Dataset records =>
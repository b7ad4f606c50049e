//! Schema setup without starting the server

use anyhow::{Context, Result};
use clap::Parser;

use skillventory_server::db::open_database;
use skillventory_server::Settings;

/// Arguments for the migrate command
#[derive(Parser, Debug)]
pub struct MigrateArgs {
    /// Database URL (default: sqlite://database.db)
    #[arg(long, env = "SQLITE_URL")]
    pub database_url: Option<String>,
}

/// Create the database file (if needed) and all tables
pub async fn run_migrate(args: MigrateArgs) -> Result<()> {
    let database_url = match args.database_url {
        Some(url) => url,
        None => {
            Settings::from_env()
                .context("Invalid configuration")?
                .database_url
        }
    };

    let pool = open_database(&database_url)
        .await
        .with_context(|| format!("Failed to migrate {}", database_url))?;
    pool.close().await;

    println!("Database ready: {}", database_url);
    Ok(())
}
//! Firmware blob sources
//!
//! The loader asks for firmware by name (`qat_c62x.bin`, the MMP file, ...)
//! and never touches the filesystem itself.

use crate::error::{QatError, Result};
use bytes::Bytes;
use std::collections::HashMap;
use std::fmt::Debug;
use std::path::PathBuf;
use tracing::debug;

/// Environment variable overriding the firmware directory.
pub const FW_DIR_ENV: &str = "QAT_FW_DIR";

/// Default firmware directory.
pub const DEFAULT_FW_DIR: &str = "/lib/firmware";

/// Named firmware provider.
pub trait FirmwareSource: Debug + Send {
    /// Fetch firmware `name`.
    ///
    /// # Errors
    ///
    /// Returns `FirmwareNotFound` if no such firmware exists, or `Io` if it
    /// cannot be read.
    fn fetch(&self, name: &str) -> Result<Bytes>;
}

/// Firmware files under a directory.
#[derive(Debug, Clone)]
pub struct DirFirmwareSource {
    root: PathBuf,
}

impl DirFirmwareSource {
    /// Serve files from `root`.
    pub fn new(root: impl Into<PathBuf>) -> Self {
        Self { root: root.into() }
    }

    /// Serve files from `$QAT_FW_DIR`, or `/lib/firmware` when unset.
    pub fn from_env() -> Self {
        let root = std::env::var_os(FW_DIR_ENV).map_or_else(|| PathBuf::from(DEFAULT_FW_DIR), PathBuf::from);
        Self::new(root)
    }

    /// Directory served.
    pub fn root(&self) -> &std::path::Path {
        &self.root
    }
}

impl FirmwareSource for DirFirmwareSource {
    fn fetch(&self, name: &str) -> Result<Bytes> {
        if name.contains("..") || name.starts_with('/') {
            return Err(QatError::firmware_not_found(name));
        }
        let path = self.root.join(name);
        match std::fs::read(&path) {
            Ok(data) => {
                debug!("Read {} bytes of firmware from {}", data.len(), path.display());
                Ok(Bytes::from(data))
            }
            Err(e) if e.kind() == std::io::ErrorKind::NotFound => Err(QatError::firmware_not_found(name)),
            Err(e) => Err(e.into()),
        }
    }
}

/// In-memory firmware, keyed by name.
#[derive(Debug, Clone, Default)]
pub struct MemoryFirmwareSource {
    blobs: HashMap<String, Bytes>,
}

impl MemoryFirmwareSource {
    /// Empty source.
    pub fn new() -> Self {
        Self::default()
    }

    /// Add or replace firmware `name`.
    #[must_use]
    pub fn with(mut self, name: impl Into<String>, data: impl Into<Bytes>) -> Self {
        self.insert(name, data);
        self
    }

    /// Add or replace firmware `name`.
    pub fn insert(&mut self, name: impl Into<String>, data: impl Into<Bytes>) {
        self.blobs.insert(name.into(), data.into());
    }
}

impl FirmwareSource for MemoryFirmwareSource {
    fn fetch(&self, name: &str) -> Result<Bytes> {
        self.blobs
            .get(name)
            .cloned()
            .ok_or_else(|| QatError::firmware_not_found(name))
    }
}
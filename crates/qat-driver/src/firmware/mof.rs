//! MOF: the outer container bundling named UOF and SUOF objects

use super::checksum;
use super::reader::{checked_range, cstr_at, FromReader, Reader};
use crate::error::{QatError, Result};
use bytes::Bytes;
use qat_chip::fwfmt::{mof, CHUNK_ID_LEN};
use tracing::debug;

/// Kind of object carried in a MOF.
#[derive(Debug, Clone, Copy, PartialEq, Eq)]
pub enum ObjectKind {
    /// Unsigned UOF
    Uof,
    /// Signed SUOF
    Suof,
}

/// One named object of a MOF.
#[derive(Debug, Clone)]
pub struct MofObject {
    /// Name from the symbol table
    pub name: String,
    /// Object kind, from the table it was listed in
    pub kind: ObjectKind,
    /// Object bytes, sharing the MOF allocation
    pub data: Bytes,
}

struct ChunkHdr {
    id: [u8; CHUNK_ID_LEN],
    offset: u64,
    size: u64,
}

impl FromReader for ChunkHdr {
    const SIZE: usize = mof::CHUNK_HDR_LEN;

    fn read(r: &mut Reader<'_>) -> Result<Self> {
        Ok(Self {
            id: r.array()?,
            offset: r.u64()?,
            size: r.u64()?,
        })
    }
}

struct ObjEntry {
    offset: u64,
    size: u64,
    name: u32,
}

impl FromReader for ObjEntry {
    const SIZE: usize = mof::OBJ_CHUNK_HDR_LEN;

    fn read(r: &mut Reader<'_>) -> Result<Self> {
        r.skip(CHUNK_ID_LEN)?;
        let offset = r.u64()?;
        let size = r.u64()?;
        let name = r.u32()?;
        r.skip(4)?;
        Ok(Self { offset, size, name })
    }
}

/// Parsed MOF.
#[derive(Debug, Clone)]
pub struct Mof {
    objects: Vec<MofObject>,
}

impl Mof {
    /// Validate `blob` and index its objects.
    ///
    /// # Errors
    ///
    /// Returns `MalformedFirmware` on a bad file id, version or checksum,
    /// a missing or duplicated chunk, or any chunk or object outside its
    /// parent.
    pub fn parse(blob: &Bytes) -> Result<Self> {
        let mut r = Reader::new(blob);
        let fid = r.u32()?;
        if fid != mof::FID {
            return Err(QatError::malformed(format!("MOF: bad file id {fid:#x}")));
        }
        let csum = r.u32()?;
        let min_ver = r.u8()?;
        let maj_ver = r.u8()?;
        r.skip(2)?;
        let max_chunks = r.u16()?;
        let num_chunks = r.u16()?;

        if (maj_ver, min_ver) != (mof::MAJ_VER, mof::MIN_VER) {
            return Err(QatError::malformed(format!("MOF: version {maj_ver}.{min_ver}")));
        }
        checksum::verify("MOF", csum, &blob[mof::CSUM_START..])?;
        if num_chunks <= 1 || num_chunks > max_chunks {
            return Err(QatError::malformed(format!(
                "MOF: {num_chunks} chunks (max {max_chunks})"
            )));
        }

        let mut sym = None;
        let mut uof = None;
        let mut suof = None;
        for _ in 0..num_chunks {
            let chunk: ChunkHdr = r.read()?;
            let range = checked_range(blob.len(), chunk.offset, chunk.size, "MOF chunk")?;
            let slot = match chunk.id {
                mof::SYM_OBJS => &mut sym,
                mof::UOF_OBJS => &mut uof,
                mof::SUOF_OBJS => &mut suof,
                other => {
                    debug!("MOF: skipping chunk {:?}", String::from_utf8_lossy(&other));
                    continue;
                }
            };
            if slot.replace(range).is_some() {
                return Err(QatError::malformed(format!(
                    "MOF: duplicate {} chunk",
                    String::from_utf8_lossy(&chunk.id)
                )));
            }
        }

        let sym = sym.ok_or_else(|| QatError::malformed("MOF: no SYM_OBJS chunk"))?;
        if uof.is_none() && suof.is_none() {
            return Err(QatError::malformed("MOF: no object chunk"));
        }

        let sym_chunk = &blob[sym];
        let sym_len = Reader::new(sym_chunk).u32()?;
        let strings = &sym_chunk[checked_range(sym_chunk.len(), 4, u64::from(sym_len), "MOF symbols")?];

        let mut objects = Vec::new();
        for (kind, range) in [(ObjectKind::Uof, uof), (ObjectKind::Suof, suof)] {
            let Some(range) = range else { continue };
            let table = &blob[range.clone()];
            let mut r = Reader::new(table);
            let _max = r.u16()?;
            let num = r.u16()?;
            for _ in 0..num {
                let entry: ObjEntry = r.read()?;
                let obj = checked_range(table.len(), entry.offset, entry.size, "MOF object")?;
                let name = cstr_at(strings, entry.name as usize)?.to_string();
                debug!("MOF: {kind:?} object {name} ({} bytes)", obj.len());
                objects.push(MofObject {
                    name,
                    kind,
                    data: blob.slice(range.start + obj.start..range.start + obj.end),
                });
            }
        }
        Ok(Self { objects })
    }

    /// All objects, UOFs first.
    pub fn objects(&self) -> &[MofObject] {
        &self.objects
    }

    /// Object named `name`.
    pub fn find(&self, name: &str) -> Option<&MofObject> {
        self.objects.iter().find(|o| o.name == name)
    }
}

Problem to work on => Copy verbatim, from the listing above, each line from the one containing "file id, version" down to the one containing "if fid != mof::FID", inclusive.

Answer to the exercise =>
    /// Returns `MalformedFirmware` on a bad file id, version or checksum,
    /// a missing or duplicated chunk, or any chunk or object outside its
    /// parent.
    pub fn parse(blob: &Bytes) -> Result<Self> {
        let mut r = Reader::new(blob);
        let fid = r.u32()?;
        if fid != mof::FID {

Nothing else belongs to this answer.